After a few rousing sessions of "Hey, there's your mom," pointing to anyone who looked remotely disheveled, we arrived at Embarcadero Station. We deboarded and filed back into our groups.
Four seventh-graders and one sixth-grader comprised our group. As I can't swear to every detail, I'm not going to use their real names. There's another reason this is useful, too, but I'm getting ahead of myself.
No doubt realizing the chore that lay ahead of them (mischievous "smart" kids can be insufferable pains in the ass), our chaperons made a beeline for the nearest coffee dealer. They also generously treated the five of us to very rich, very hot cocoa.
The beauty of this trip was that, aside from getting to the War Memorial Opera House by the early afternoon to catch The Nutcracker, our groups were free to take in the winter wonderland that was San Francisco at Christmastime.
Each group was armed with a hand-drawn map that highlighted various must-see attractions.
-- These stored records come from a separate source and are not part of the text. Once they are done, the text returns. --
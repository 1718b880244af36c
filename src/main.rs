use media_harvester::cli::{self, Args};
use tracing::{error, info};
use tracing_subscriber::EnvFilter;

#[tokio::main]
async fn main() {
    // Initialize logging; RUST_LOG overrides the default filter
    let filter = EnvFilter::try_from_default_env()
        .unwrap_or_else(|_| EnvFilter::new("media_harvester=info"));
    tracing_subscriber::fmt().with_env_filter(filter).init();

    let args = Args::parse();
    info!("Starting harvester {}", env!("CARGO_PKG_VERSION"));

    if let Err(e) = cli::run(args).await {
        error!("{:#}", e);
        eprintln!("Error: {:#}", e);
        std::process::exit(1);
    }
}
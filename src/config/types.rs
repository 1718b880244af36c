use serde::{Deserialize, Serialize};
use std::fmt;
use std::str::FromStr;
use std::sync::LazyLock;
use std::time::Duration;

use regex::Regex;

use crate::error::ValidationErrors;

pub const MAX_COUNT_RANGE: (i64, i64) = (1, 1000);
pub const MAX_COMMENTS_RANGE: (i64, i64) = (0, 500);
pub const MAX_RETRIES_RANGE: (i64, i64) = (0, 10);
pub const TIMEOUT_RANGE: (i64, i64) = (10, 300);

static WINDOW_SIZE_PATTERN: LazyLock<Regex> =
    LazyLock::new(|| Regex::new(r"^\d+,\d+$").expect("window size pattern is valid"));

/// Supported content platforms, identified on the wire by a short code
#[derive(Debug, Clone, Copy, PartialEq, Eq, Hash, PartialOrd, Ord, Serialize, Deserialize)]
#[serde(rename_all = "lowercase")]
pub enum Platform {
    Xhs,
    Douyin,
    Bilibili,
    Kuaishou,
    Weibo,
    Tieba,
    Zhihu,
}

impl Platform {
    pub const ALL: [Platform; 7] = [
        Platform::Xhs,
        Platform::Douyin,
        Platform::Bilibili,
        Platform::Kuaishou,
        Platform::Weibo,
        Platform::Tieba,
        Platform::Zhihu,
    ];

    pub fn as_str(&self) -> &'static str {
        match self {
            Platform::Xhs => "xhs",
            Platform::Douyin => "douyin",
            Platform::Bilibili => "bilibili",
            Platform::Kuaishou => "kuaishou",
            Platform::Weibo => "weibo",
            Platform::Tieba => "tieba",
            Platform::Zhihu => "zhihu",
        }
    }

    /// Abbreviated code used by collectors and cached cookie files
    pub fn short_code(&self) -> &'static str {
        match self {
            Platform::Xhs => "xhs",
            Platform::Douyin => "dy",
            Platform::Bilibili => "bili",
            Platform::Kuaishou => "ks",
            Platform::Weibo => "wb",
            Platform::Tieba => "tieba",
            Platform::Zhihu => "zhihu",
        }
    }

    pub fn display_name(&self) -> &'static str {
        match self {
            Platform::Xhs => "小红书",
            Platform::Douyin => "抖音",
            Platform::Bilibili => "哔哩哔哩",
            Platform::Kuaishou => "快手",
            Platform::Weibo => "微博",
            Platform::Tieba => "百度贴吧",
            Platform::Zhihu => "知乎",
        }
    }

    pub fn supported_codes() -> String {
        Self::ALL
            .iter()
            .map(|p| p.as_str())
            .collect::<Vec<_>>()
            .join(", ")
    }
}

impl fmt::Display for Platform {
    fn fmt(&self, f: &mut fmt::Formatter<'_>) -> fmt::Result {
        f.write_str(self.as_str())
    }
}

impl FromStr for Platform {
    type Err = String;

    fn from_str(s: &str) -> Result<Self, Self::Err> {
        match s.trim().to_ascii_lowercase().as_str() {
            "xhs" => Ok(Platform::Xhs),
            "douyin" | "dy" => Ok(Platform::Douyin),
            "bilibili" | "bili" => Ok(Platform::Bilibili),
            "kuaishou" | "ks" => Ok(Platform::Kuaishou),
            "weibo" | "wb" => Ok(Platform::Weibo),
            "tieba" => Ok(Platform::Tieba),
            "zhihu" => Ok(Platform::Zhihu),
            other => Err(format!(
                "unsupported platform '{}', expected one of: {}",
                other,
                Platform::supported_codes()
            )),
        }
    }
}

/// Kind of harvesting a task performs
#[derive(Debug, Clone, Copy, PartialEq, Eq, Hash, Serialize, Deserialize)]
#[serde(rename_all = "lowercase")]
pub enum TaskType {
    Search,
    Detail,
    Creator,
}

impl TaskType {
    pub fn as_str(&self) -> &'static str {
        match self {
            TaskType::Search => "search",
            TaskType::Detail => "detail",
            TaskType::Creator => "creator",
        }
    }

    /// Request field holding the identifiers this task type needs
    pub fn identifier_field(&self) -> &'static str {
        match self {
            TaskType::Search => "keywords",
            TaskType::Detail => "content_ids",
            TaskType::Creator => "creator_ids",
        }
    }
}

impl fmt::Display for TaskType {
    fn fmt(&self, f: &mut fmt::Formatter<'_>) -> fmt::Result {
        f.write_str(self.as_str())
    }
}

impl FromStr for TaskType {
    type Err = String;

    fn from_str(s: &str) -> Result<Self, Self::Err> {
        match s.trim().to_ascii_lowercase().as_str() {
            "search" => Ok(TaskType::Search),
            "detail" => Ok(TaskType::Detail),
            "creator" => Ok(TaskType::Creator),
            other => Err(format!(
                "unsupported task type '{}', expected one of: search, detail, creator",
                other
            )),
        }
    }
}

/// Where harvested records are persisted by the storage adapter
#[derive(Debug, Clone, Copy, PartialEq, Eq, Hash, Serialize, Deserialize)]
#[serde(rename_all = "lowercase")]
pub enum SaveDataOption {
    Db,
    Json,
    Csv,
}

impl SaveDataOption {
    pub fn as_str(&self) -> &'static str {
        match self {
            SaveDataOption::Db => "db",
            SaveDataOption::Json => "json",
            SaveDataOption::Csv => "csv",
        }
    }
}

impl fmt::Display for SaveDataOption {
    fn fmt(&self, f: &mut fmt::Formatter<'_>) -> fmt::Result {
        f.write_str(self.as_str())
    }
}

impl FromStr for SaveDataOption {
    type Err = String;

    fn from_str(s: &str) -> Result<Self, Self::Err> {
        match s {
            "db" => Ok(SaveDataOption::Db),
            "json" => Ok(SaveDataOption::Json),
            "csv" => Ok(SaveDataOption::Csv),
            other => Err(format!(
                "unsupported save option '{}', expected one of: db, json, csv",
                other
            )),
        }
    }
}

#[derive(Debug, Clone, Copy, PartialEq, Eq, Serialize, Deserialize)]
pub struct WindowSize {
    pub width: u32,
    pub height: u32,
}

impl FromStr for WindowSize {
    type Err = String;

    fn from_str(s: &str) -> Result<Self, Self::Err> {
        if !WINDOW_SIZE_PATTERN.is_match(s) {
            return Err(format!("'{}' does not match the format <width>,<height>", s));
        }
        let (width, height) = s
            .split_once(',')
            .ok_or_else(|| format!("'{}' does not match the format <width>,<height>", s))?;
        let width = width
            .parse::<u32>()
            .map_err(|_| format!("width '{}' is out of range", width))?;
        let height = height
            .parse::<u32>()
            .map_err(|_| format!("height '{}' is out of range", height))?;
        Ok(WindowSize { width, height })
    }
}

impl fmt::Display for WindowSize {
    fn fmt(&self, f: &mut fmt::Formatter<'_>) -> fmt::Result {
        write!(f, "{},{}", self.width, self.height)
    }
}

/// Inclusive pause between batches, in seconds
#[derive(Debug, Clone, Copy, PartialEq, Eq, Serialize, Deserialize)]
pub struct DelayRange {
    pub min_secs: u32,
    pub max_secs: u32,
}

impl DelayRange {
    pub fn is_zero(&self) -> bool {
        self.max_secs == 0
    }

    /// Pick a pause uniformly within the range
    pub fn sample(&self) -> Duration {
        if self.min_secs >= self.max_secs {
            return Duration::from_secs(self.min_secs as u64);
        }
        let millis = rand::random_range(
            (self.min_secs as u64 * 1000)..=(self.max_secs as u64 * 1000),
        );
        Duration::from_millis(millis)
    }
}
The chaperons also had at least a passing familiarity with the area.
I was hoping to talk the group into checking out a comic book store, but being the class dork, I knew that wasn't entirely likely.
Yes, I was the dork in a class of nerds. There's always someone at the bottom.
After scalding my tongue, I waited for my hot chocolate to cool a bit. Anywhere under 1,000 degrees Kelvin would be fine. While I gingerly took another sip, a deal was being made.
Our keepers wanted to look at boring grown-up stuff (my recollection is antique furniture, but I could be wrong), and we wanted to check out the toy store one floor up.
The deal: They'd check out their crap, we'd check out ours, and we'd meet back down there in 10 minutes.
Up we went. I knew exactly which Super Powers figures I needed to complete my collection, so that's what I was looking for. My best friend Jim and I looked together. Not only did they not have the figures on my list, they didn't even carry any of them. Bah.
After looking at the rest of the store's meager offerings, we regrouped and headed back downstairs. We were proud of ourselves; not only were we back in time, but we were there ahead of our chaperons.
Not only that, but they were late. After waiting, another group member, Dwight, went into the boring grown-up store. He returned, looking mildly worried.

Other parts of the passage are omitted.